Retour sur les Rencontres catalanes de la pierre sèche

Après l’Alsace en mars, c’était au tour des Pyrénées-Orientales d’accueillir, du 6 au 8 avril 2016, les Rencontres régionales de la pierre sèche.
Organisées par le Parc Naturel Régional des Pyrénées Catalanes, la Fédération Française des Professionnels de la Pierre Sèche et le CAUE des Pyrénées-Orientales, ces rencontres, qui mêlaient conférences et visites de sites, étaient l’occasion d’échanger les savoirs, savoir-faire et pratiques autour des enjeux économiques, environnementaux et paysagers.
Retour sur quelques moments clés de la journée du 7 avril à laquelle le CeRCAD était présent.

Un compte-rendu plus complet élaboré par le Parc Naturel Régional des Pyrénées Catalanes sera bientôt disponible.

Retrouver le programme détaillé de ces rencontres.

En ouverture, l’importance de la pierre sèche (technique traditionnelle d’assemblage de moellons de pierre-tout-venant, sans utilisation de liant ou de mortier) dans la patrimoine local, sa haute valeur paysagère et sa forte richesse écologique (drainage de l’eau et stabilisation des sols) ont été rappelées.
Si la technique et le savoir-faire se sont perdus au cours du temps, il existe aujourd’hui un engouement important de la part des collectivités et du grand public vis-à-vis de cette technique.

Pierre sèche et paysage

La pierre sèche a été très utilisée au fil des siècles pour la création de terrasses en zone montagneuse afin de permettre la culture de la terre, pour la réalisation de murets délimitant les parcelles, mais aussi en soutènement de réseau routier et pour gérer l’eau (en rareté et en excès). Elle est donc considérée comme un important marqueur de paysage.

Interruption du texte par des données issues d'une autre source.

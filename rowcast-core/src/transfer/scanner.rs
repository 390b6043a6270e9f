//! Dirty-run scanner
//!
//! Compares a front surface against the shadow one scanline at a time,
//! coalescing contiguous differing bytes into runs. Each run is decoded
//! into a scratch line of panel pixels and handed to the caller; the
//! shadow bytes are updated right after the run is issued, so a change is
//! never sent twice and never lost if the caller stops between rows.

use core::ops::Range;

use crate::palette::{decode_byte, PIXELS_PER_BYTE};
use crate::surface::IndexedBitmap;

/// Span of changed bytes within one scanline
#[derive(Debug, Clone, Copy, PartialEq, Eq)]
#[cfg_attr(feature = "defmt", derive(defmt::Format))]
pub struct DirtyRun {
    pub row: u16,
    pub start_byte: usize,
    pub byte_count: usize,
}

impl DirtyRun {
    /// Byte range within the row
    pub fn bytes(&self) -> Range<usize> {
        self.start_byte..self.start_byte + self.byte_count
    }

    /// Pixel span for a surface `width` pixels wide
    ///
    /// Padding pixels in the last byte of a row are not part of the span.
    pub fn to_pixels(&self, width: u16) -> PixelRun {
        let start = self.start_byte * PIXELS_PER_BYTE;
        let count = (self.byte_count * PIXELS_PER_BYTE).min((width as usize).saturating_sub(start));
        PixelRun {
            row: self.row,
            start: start as u16,
            count: count as u16,
        }
    }
}

/// Span of panel pixels within one scanline
#[derive(Debug, Clone, Copy, PartialEq, Eq)]
#[cfg_attr(feature = "defmt", derive(defmt::Format))]
pub struct PixelRun {
    pub row: u16,
    pub start: u16,
    pub count: u16,
}

/// Find the next run of differing bytes at or after `from`
///
/// With `force` every byte counts as different, so the rest of the row
/// becomes a single run.
pub fn next_run(old: &[u8], new: &[u8], from: usize, force: bool) -> Option<Range<usize>> {
    let len = old.len().min(new.len());
    let differs = |i: usize| force || old[i] != new[i];

    let start = (from..len).find(|&i| differs(i))?;
    let end = (start + 1..len).find(|&i| !differs(i)).unwrap_or(len);
    Some(start..end)
}

/// Row differ with a static scratch line of `LINE` decoded pixels
#[derive(Debug, Clone)]
pub struct DirtyRunScanner<const LINE: usize> {
    line: [u16; LINE],
}

impl<const LINE: usize> Default for DirtyRunScanner<LINE> {
    fn default() -> Self {
        Self::new()
    }
}

impl<const LINE: usize> DirtyRunScanner<LINE> {
    pub const fn new() -> Self {
        Self { line: [0; LINE] }
    }

    /// Pixels the scratch line can hold
    pub const fn capacity(&self) -> usize {
        LINE
    }

    /// Diff row `row` of `front` against `shadow` and issue every run
    ///
    /// `issue` receives each run with its decoded pixels. If it fails, the
    /// shadow keeps the old bytes for that run and the error is returned;
    /// runs issued before the failure stay committed.
    ///
    /// Returns the number of runs issued.
    pub fn sync_row<const CAP: usize, E, F>(
        &mut self,
        row: u16,
        front: &IndexedBitmap<CAP>,
        shadow: &mut IndexedBitmap<CAP>,
        force: bool,
        mut issue: F,
    ) -> Result<usize, E>
    where
        F: FnMut(PixelRun, &[u16]) -> Result<(), E>,
    {
        let width = front.width();
        let new_row = front.row(row);
        let mut from = 0;
        let mut runs = 0;

        while let Some(range) = next_run(shadow.row(row), new_row, from, force) {
            let run = DirtyRun {
                row,
                start_byte: range.start,
                byte_count: range.len(),
            };
            let pixels = run.to_pixels(width);
            let new_bytes = &new_row[range.clone()];

            self.decode(new_bytes);
            let count = (pixels.count as usize).min(LINE);
            issue(pixels, &self.line[..count])?;

            shadow.row_mut(row)[range.clone()].copy_from_slice(new_bytes);
            from = range.end;
            runs += 1;
        }

        Ok(runs)
    }

    // unpack bytes into the scratch line, 4 pixels per byte
    fn decode(&mut self, bytes: &[u8]) {
        for (chunk, &byte) in self.line.chunks_exact_mut(PIXELS_PER_BYTE).zip(bytes) {
            decode_byte(byte, chunk);
        }
    }
}

#[cfg(test)]
mod tests {
    use super::*;
    use crate::palette::PaletteColor;
    use heapless::Vec;

    type Bmp = IndexedBitmap<64>;

    #[derive(Debug, PartialEq)]
    struct Issued {
        run: PixelRun,
        pixels: Vec<u16, 32>,
    }

    fn collect(
        scanner: &mut DirtyRunScanner<32>,
        row: u16,
        front: &Bmp,
        shadow: &mut Bmp,
        force: bool,
    ) -> Vec<Issued, 8> {
        let mut out = Vec::new();
        scanner
            .sync_row(row, front, shadow, force, |run, px| -> Result<(), ()> {
                let mut pixels = Vec::new();
                pixels.extend_from_slice(px).unwrap();
                out.push(Issued { run, pixels }).unwrap();
                Ok(())
            })
            .unwrap();
        out
    }

    #[test]
    fn test_next_run() {
        let old = [0, 0, 0, 0, 0, 0];
        let new = [0, 1, 1, 0, 0, 1];
        assert_eq!(next_run(&old, &new, 0, false), Some(1..3));
        assert_eq!(next_run(&old, &new, 3, false), Some(5..6));
        assert_eq!(next_run(&old, &new, 6, false), None);
        assert_eq!(next_run(&old, &old, 0, false), None);
        assert_eq!(next_run(&old, &old, 0, true), Some(0..6));
    }

    #[test]
    fn test_pixel_span() {
        let run = DirtyRun {
            row: 3,
            start_byte: 1,
            byte_count: 2,
        };
        assert_eq!(run.bytes(), 1..3);
        assert_eq!(
            run.to_pixels(16),
            PixelRun {
                row: 3,
                start: 4,
                count: 8
            }
        );
        // 10 pixel wide surface: last byte holds 2 real pixels
        assert_eq!(run.to_pixels(10).count, 6);
    }

    #[test]
    fn test_single_byte_change() {
        let mut scanner = DirtyRunScanner::<32>::new();
        let mut front = Bmp::new(8, 4).unwrap();
        let mut shadow = Bmp::new(8, 4).unwrap();
        front.fill(PaletteColor::Black);
        shadow.fill(PaletteColor::Black);
        front.row_mut(2).copy_from_slice(&[0xFF, 0x00]);

        let issued = collect(&mut scanner, 2, &front, &mut shadow, false);
        assert_eq!(issued.len(), 1);
        assert_eq!(
            issued[0].run,
            PixelRun {
                row: 2,
                start: 0,
                count: 4
            }
        );
        assert_eq!(issued[0].pixels.as_slice(), &[0xFFFF; 4]);
        assert_eq!(shadow.row(2), &[0xFF, 0x00]);
    }

    #[test]
    fn test_clean_row_issues_nothing() {
        let mut scanner = DirtyRunScanner::<32>::new();
        let front = Bmp::new(8, 4).unwrap();
        let mut shadow = Bmp::new(8, 4).unwrap();

        let issued = collect(&mut scanner, 0, &front, &mut shadow, false);
        assert!(issued.is_empty());
    }

    #[test]
    fn test_force_issues_whole_row() {
        let mut scanner = DirtyRunScanner::<32>::new();
        let front = Bmp::new(8, 4).unwrap();
        let mut shadow = Bmp::new(8, 4).unwrap();

        let issued = collect(&mut scanner, 1, &front, &mut shadow, true);
        assert_eq!(issued.len(), 1);
        assert_eq!(issued[0].run.start, 0);
        assert_eq!(issued[0].run.count, 8);
    }

    #[test]
    fn test_multiple_runs_decoded_separately() {
        let mut scanner = DirtyRunScanner::<32>::new();
        let mut front = Bmp::new(16, 2).unwrap();
        let mut shadow = Bmp::new(16, 2).unwrap();
        front.row_mut(0)[0] = 0b00_01_10_11;
        front.row_mut(0)[2] = PaletteColor::Red.fill_byte();
        front.row_mut(0)[3] = PaletteColor::Blue.fill_byte();

        let issued = collect(&mut scanner, 0, &front, &mut shadow, false);
        assert_eq!(issued.len(), 2);
        assert_eq!(issued[0].run.start, 0);
        assert_eq!(issued[0].pixels.as_slice(), &[0x0000, 0x00F8, 0x1F00, 0xFFFF]);
        assert_eq!(issued[1].run.start, 8);
        assert_eq!(issued[1].run.count, 8);
        assert_eq!(
            issued[1].pixels.as_slice(),
            &[0x00F8, 0x00F8, 0x00F8, 0x00F8, 0x1F00, 0x1F00, 0x1F00, 0x1F00]
        );
        assert_eq!(shadow.row(0), front.row(0));
    }

    #[test]
    fn test_failed_issue_keeps_shadow() {
        let mut scanner = DirtyRunScanner::<32>::new();
        let mut front = Bmp::new(8, 1).unwrap();
        let mut shadow = Bmp::new(8, 1).unwrap();
        front.fill(PaletteColor::Black);

        let result = scanner.sync_row(0, &front, &mut shadow, false, |_, _| Err("bus"));
        assert_eq!(result, Err("bus"));
        assert_eq!(shadow.row(0), &[0xFF, 0xFF]);
    }

    #[test]
    fn test_second_sync_is_clean() {
        let mut scanner = DirtyRunScanner::<32>::new();
        let mut front = Bmp::new(8, 4).unwrap();
        let mut shadow = Bmp::new(8, 4).unwrap();
        front.set_pixel(6, 3, PaletteColor::Red);

        assert_eq!(collect(&mut scanner, 3, &front, &mut shadow, false).len(), 1);
        assert!(collect(&mut scanner, 3, &front, &mut shadow, false).is_empty());
    }
}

Ces conférences ont été l’occasion de montrer comment « le paysage est l’expression d’un projet », et notamment comment le projet d’une agriculture industrielle au XXè siècle a induit une nouvelle organisation des territoires et des paysages.

Aujourd’hui il s’agit d’imaginer ou de revenir à des systèmes de production limitant les consommations de pétrole, notamment grâce aux ressources naturelles de chaque territoire, la pierre sèche faisant partie de ces composantes.

Professionnalisation et qualification

La pierre a la particularité d’être non industrialisable puisqu’à partir de pierre…on ne peut rien faire d’autre que de la pierre ! Comme pour d’autres matériaux non industrialisés, la pierre sèche manque de règles de l’art écrites. L’un des défis d’aujourd’hui est de prouver scientifiquement la pertinence de techniques ancestrales et de formaliser par écrit les connaissances.

A travers cette conférence, ont été retracées les 17 dernières années de travail collectif (expérimentations scientifiques, règles de l’art, argumentaires, comparatifs avec d’autres techniques, formation et qualification des professionnels etc.) qui ont mené à l’émergence d’une filière économique à l’échelle nationale et à la création de la Fédération Française des Professionnels de la Pierre Sèche (FFPPS).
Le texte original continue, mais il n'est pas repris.